Budget cuts by the Clinton administration led to a 50% decline in inspections— falling from 3602 in 1996 to 1841 in FY 2000. Of these, 710 were classified as quality system/ GMP audits, 247 were for bioresearch monitoring, 156 were preapproval inspections, and 609 were related to mammography quality standards.

Kahan told the AdvaMed audience that FDA's device program performance plan targeted 28% of high-risk domestic manufacturing facilities for inspection last year. Only 13% were inspected, however, due to resource constraints. Optimistic that relief is on the way in President Bush's FY 2002 budget proposal (which calls for a $2.8 million increase for device- related inspections), Kahan said CDRH is projecting a rise in inspections to 22% of high-risk firms.

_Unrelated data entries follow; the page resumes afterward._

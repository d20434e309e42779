// src/widgets/mod.rs
//! Form-widget value plumbing: splitting and joining the multi-input widgets
//! a form layer renders (date ranges, US phone numbers) without any of the
//! HTML itself, which stays with the host.

use chrono::{DateTime, LocalResult, NaiveDate, NaiveTime, TimeZone};
use std::collections::HashMap;
use std::fmt;

use crate::dates::{self, DATE_FORMAT};

/// A pair of optional timezone-aware bounds, `(from, to)`.
pub type DateRange<Tz> = (Option<DateTime<Tz>>, Option<DateTime<Tz>>);

// Formats users actually type into a date box.
const INPUT_DATE_FORMATS: &[&str] = &["%m/%d/%Y", "%m/%d/%y", "%Y-%m-%d", "%m-%d-%Y"];

fn parse_date(text: &str) -> Option<NaiveDate> {
    let text = text.trim();
    INPUT_DATE_FORMATS
        .iter()
        .find_map(|f| NaiveDate::parse_from_str(text, f).ok())
}

fn make_datetime<Tz: TimeZone>(text: &str, time: NaiveTime, tz: &Tz) -> Option<DateTime<Tz>> {
    let naive = parse_date(text)?.and_time(time);
    match tz.from_local_datetime(&naive) {
        LocalResult::Single(dt) => Some(dt),
        LocalResult::Ambiguous(earliest, _) => Some(earliest),
        LocalResult::None => None,
    }
}

/// Turn the two text inputs of a date-range widget into datetimes in `tz`.
///
/// The lower bound gets the first moment of its day, the upper bound the last,
/// so `10/01/2024 → 10/31/2024` spans the whole of October. Unparsable or
/// empty text yields `None` for that bound rather than an error — invalid
/// search input just drops the bound.
pub fn parse_date_range<Tz: TimeZone>(
    from_text: Option<&str>,
    to_text: Option<&str>,
    tz: &Tz,
) -> DateRange<Tz> {
    let from = from_text
        .filter(|t| !t.trim().is_empty())
        .and_then(|t| make_datetime(t, NaiveTime::MIN, tz));
    let to = to_text
        .filter(|t| !t.trim().is_empty())
        .and_then(|t| make_datetime(t, dates::last_moment(), tz));
    (from, to)
}

/// Pull `{name}_0` / `{name}_1` out of posted form data and parse them.
pub fn date_range_from_form<Tz: TimeZone>(
    data: &HashMap<String, String>,
    name: &str,
    tz: &Tz,
) -> DateRange<Tz> {
    let from = data.get(&format!("{name}_0")).map(String::as_str);
    let to = data.get(&format!("{name}_1")).map(String::as_str);
    parse_date_range(from, to, tz)
}

/// Render a range back into the widget's two text values (`%m/%d/%Y`).
pub fn decompress_date_range<Tz>(range: &DateRange<Tz>) -> (Option<String>, Option<String>)
where
    Tz: TimeZone,
    Tz::Offset: fmt::Display,
{
    let render = |dt: &DateTime<Tz>| dt.format(DATE_FORMAT).to_string();
    (range.0.as_ref().map(render), range.1.as_ref().map(render))
}

/// Build query filters for `field_name` from whichever bounds are present,
/// keyed `<field>__gte` / `<field>__lte`. i.e.:
///
/// ```ignore
/// let filters = date_range_filter(&dates, "expires_at");
/// queryset.filter(filters)
/// ```
pub fn date_range_filter<Tz: TimeZone>(
    range: &DateRange<Tz>,
    field_name: &str,
) -> HashMap<String, DateTime<Tz>> {
    let mut filters = HashMap::new();
    if let Some(from) = &range.0 {
        filters.insert(format!("{field_name}__gte"), from.clone());
    }
    if let Some(to) = &range.1 {
        filters.insert(format!("{field_name}__lte"), to.clone());
    }
    filters
}

/// Split a stored `aaa-bbb-cccc` US phone value into the widget's three
/// inputs. An absent or empty value leaves all three empty.
pub fn split_phone(value: Option<&str>) -> [Option<String>; 3] {
    match value {
        Some(v) if !v.is_empty() => {
            let mut parts = v.split('-');
            [parts.next(), parts.next(), parts.next()].map(|p| p.map(str::to_string))
        }
        _ => [None, None, None],
    }
}

/// Reassemble a phone value from posted inputs named `{name}_0` through
/// `{name}_2`. All three empty (or absent) means no value was entered.
pub fn phone_from_form(data: &HashMap<String, String>, name: &str) -> Option<String> {
    let mut value = [String::new(), String::new(), String::new()];
    for (key, posted) in data {
        // keys look like "{name}_1"; the index comes off the end
        let index = key
            .strip_prefix(name)
            .and_then(|rest| rest.strip_prefix('_'))
            .and_then(|idx| idx.parse::<usize>().ok());
        if let Some(i) = index {
            if i < value.len() {
                value[i] = posted.clone();
            }
        }
    }
    if value.iter().all(String::is_empty) {
        None
    } else {
        Some(format!("{}-{}-{}", value[0], value[1], value[2]))
    }
}

#[cfg(test)]
mod tests {
    use super::*;
    use chrono::{FixedOffset, Timelike, Utc};

    fn tz() -> FixedOffset {
        FixedOffset::west_opt(6 * 3600).expect("valid offset")
    }

    #[test]
    fn range_bounds_get_start_and_end_of_day() {
        let (from, to) = parse_date_range(Some("10/01/2024"), Some("10/31/2024"), &tz());
        let from = from.expect("from parses");
        let to = to.expect("to parses");
        assert_eq!((from.hour(), from.minute(), from.second()), (0, 0, 0));
        assert_eq!((to.hour(), to.minute(), to.second()), (23, 59, 59));
        assert!(from < to);
    }

    #[test]
    fn unparsable_text_drops_the_bound_silently() {
        let (from, to) = parse_date_range(Some("not a date"), Some("10/31/2024"), &tz());
        assert!(from.is_none());
        assert!(to.is_some());

        let (from, to) = parse_date_range(Some(""), None, &tz());
        assert!(from.is_none());
        assert!(to.is_none());
    }

    #[test]
    fn iso_dates_parse_too() {
        let (from, _) = parse_date_range(Some("2024-10-01"), None, &tz());
        let from = from.expect("iso date parses");
        assert_eq!(from.date_naive(), NaiveDate::from_ymd_opt(2024, 10, 1).unwrap());
    }

    #[test]
    fn form_data_is_read_from_suffixed_keys() {
        let mut data = HashMap::new();
        data.insert("created_0".to_string(), "01/02/2024".to_string());
        data.insert("created_1".to_string(), "01/05/2024".to_string());
        let (from, to) = date_range_from_form(&data, "created", &Utc);
        assert!(from.is_some());
        assert!(to.is_some());

        let (from, to) = date_range_from_form(&data, "other_field", &Utc);
        assert!(from.is_none());
        assert!(to.is_none());
    }

    #[test]
    fn decompress_round_trips_to_widget_text() {
        let (from, to) = parse_date_range(Some("10/01/2024"), Some("10/31/2024"), &Utc);
        let (from_text, to_text) = decompress_date_range(&(from, to));
        assert_eq!(from_text.as_deref(), Some("10/01/2024"));
        assert_eq!(to_text.as_deref(), Some("10/31/2024"));

        let empty: DateRange<Utc> = (None, None);
        assert_eq!(decompress_date_range(&empty), (None, None));
    }

    #[test]
    fn filter_map_contains_only_present_bounds() {
        let (from, to) = parse_date_range(Some("10/01/2024"), None, &Utc);
        let filters = date_range_filter(&(from, to), "expires_at");
        assert_eq!(filters.len(), 1);
        assert!(filters.contains_key("expires_at__gte"));

        let both = parse_date_range(Some("10/01/2024"), Some("10/31/2024"), &Utc);
        let filters = date_range_filter(&both, "expires_at");
        assert_eq!(filters.len(), 2);
        assert!(filters.contains_key("expires_at__lte"));
    }

    #[test]
    fn phone_splits_and_rejoins() {
        assert_eq!(
            split_phone(Some("555-867-5309")),
            [Some("555".into()), Some("867".into()), Some("5309".into())]
        );
        assert_eq!(split_phone(None), [None, None, None]);
        assert_eq!(split_phone(Some("")), [None, None, None]);

        let mut data = HashMap::new();
        data.insert("phone_0".to_string(), "555".to_string());
        data.insert("phone_1".to_string(), "867".to_string());
        data.insert("phone_2".to_string(), "5309".to_string());
        assert_eq!(phone_from_form(&data, "phone").as_deref(), Some("555-867-5309"));
    }

    #[test]
    fn all_empty_phone_inputs_mean_no_value() {
        let mut data = HashMap::new();
        data.insert("phone_0".to_string(), String::new());
        data.insert("phone_1".to_string(), String::new());
        data.insert("phone_2".to_string(), String::new());
        assert_eq!(phone_from_form(&data, "phone"), None);
        assert_eq!(phone_from_form(&HashMap::new(), "phone"), None);
    }
}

Kahan also said that FDA district offices are asking for alternative inspection programs to allow for faster inspections. She emphasized that CDRH discussions on new inspection techniques are in the early stages and could require regulation amendments or new legislation.

Unapproved IDE Changes Are OK

FDA says IDE changes are permitted to a device, its protocol, monitoring procedures, and labeling without prior FDA approval if the changes do not affect either patient safety or the "scientific soundness" of the study.

According to a new final guidance, Changes or Modifications during the Conduct of a Clinical Investigation, it is the sponsor's responsibility to consider the effect that any change made to the investigational plan may have on a clinical investigation and its data. The guidance is intended to implement a FDAMA provision that establishes criteria permitting sponsors to make certain modifications to investigational devices, including manufacturing changes and clinical protocols.

"Any change to the basic principles of operation of a device is considered to be a significant change and, thus, requires prior FDA approval," the guidance says. "In assessing the effect of a device design or manufacturing change, a risk analysis and supporting credible information should help to identify those changes that represent a significant change."

To assist sponsors in determining if a change represents a significant change, the document provides a decision-tree flowchart. To follow the flowchart, FDA recommends that sponsors use data generated by design control procedures or other credible information to determine whether the change has a significant effect on the device design. The guidance states that "credible information may include data generated under the design control procedures of [CFR sec.] 820.30, preclinical or animal testing, peer- reviewed published literature, or other reliable information gathered during a trial or marketing."

The new guidance may be accessed at http://www.fda.gov/cdrh/ode/guidance/1337.pdf.

More on Reprocessed Devices

FDA says it has identified several "technical concerns" as it formulates a policy on reviewing device premarket submissions for reprocessed single-use devices.

Speaking at a device reuse workshop in Phoenix on May 30, CDRH Office of Surveillance and Biometrics consumer safety officer Lily Ng said these concerns include controlling raw materials; defining specifications; identifying changes to OEM devices; cleaning, disinfecting, and sterilizing procedures; the functionality of reprocessed devices; and the labeling of reprocessed devices. Ng also outlined FDA's enforcement strategy for reprocessors, adding that the agency is implementing an inspection program for hospital reprocessors as it continues to inspect all commercial reprocessors.